(Collected data entries)
_____
use crate::config::HttpConfig;
use crate::error::{Error, Result};
use reqwest::{Client, StatusCode, header};
use std::time::Duration;
use tokio::time::sleep;
use tracing::{debug, warn};

#[derive(Clone)]
pub struct HttpClient {
    client: Client,
    max_retries: u32,
    base_delay_ms: u64,
}

impl HttpClient {
    pub fn new(config: &HttpConfig) -> Result<Self> {
        let client = Client::builder()
            .timeout(Duration::from_secs(config.timeout_secs))
            .user_agent(config.user_agent.as_str())
            .build()
            .map_err(|e| Error::http(e.to_string()))?;

        Ok(Self {
            client,
            max_retries: config.max_retries,
            base_delay_ms: 1000,
        })
    }

    /// POST a JSON body, returning the raw response text on 2xx.
    pub async fn post_json_raw(
        &self,
        url: &str,
        body: &str,
        headers: &[(&str, &str)],
    ) -> Result<String> {
        self.request_with_retry(|| {
            let mut req = self
                .client
                .post(url)
                .header(header::CONTENT_TYPE, "application/json")
                .body(body.to_string());
            for (k, v) in headers {
                req = req.header(*k, *v);
            }
            req
        })
        .await
    }

    async fn request_with_retry<F>(&self, build: F) -> Result<String>
    where
        F: Fn() -> reqwest::RequestBuilder,
    {
        let mut last_error = Error::http("no attempts made");
        let mut delay = self.base_delay_ms;

        for attempt in 0..=self.max_retries {
            if attempt > 0 {
                debug!(attempt, delay_ms = delay, "retrying request");
                sleep(Duration::from_millis(delay)).await;
                delay = (delay * 2).min(30_000);
            }

            match build().send().await {
                Ok(resp) => return self.handle_response(resp).await,
                Err(e) => {
                    last_error = Error::http(e.to_string());
                    if e.is_timeout() || e.is_connect() {
                        warn!(attempt, "transient failure, will retry");
                        continue;
                    }
                    return Err(last_error);
                }
            }
        }

        Err(last_error)
    }

    async fn handle_response(&self, resp: reqwest::Response) -> Result<String> {
        let status = resp.status();
        let url = resp.url().to_string();

        if status.is_success() {
            return resp.text().await.map_err(|e| Error::http(e.to_string()));
        }

        if status == StatusCode::TOO_MANY_REQUESTS {
            let retry_after = resp
                .headers()
                .get(header::RETRY_AFTER)
                .and_then(|v| v.to_str().ok())
                .and_then(|v| v.parse().ok());
            return Err(Error::RateLimit {
                platform: extract_domain(&url),
                retry_after_secs: retry_after,
            });
        }

        let body = resp.text().await.unwrap_or_default();
        Err(Error::api_with_status(
            extract_domain(&url),
            api_error_message(&body),
            status.as_u16(),
        ))
    }
}

/// Google APIs wrap failures as `{"error": {"message": ...}}`; fall back to the raw body.
fn api_error_message(body: &str) -> String {
    serde_json::from_str::<serde_json::Value>(body)
        .ok()
        .and_then(|v| v["error"]["message"].as_str().map(String::from))
        .unwrap_or_else(|| body.to_string())
}

fn extract_domain(url: &str) -> String {
    url.split("//")
        .nth(1)
        .and_then(|s| s.split('/').next())
        .unwrap_or("unknown")
        .to_string()
}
_____
(Activity) What lines in the data include the string "headers"? Copy each one.

(Your solution)
        headers: &[(&str, &str)],
            for (k, v) in headers {
                .headers()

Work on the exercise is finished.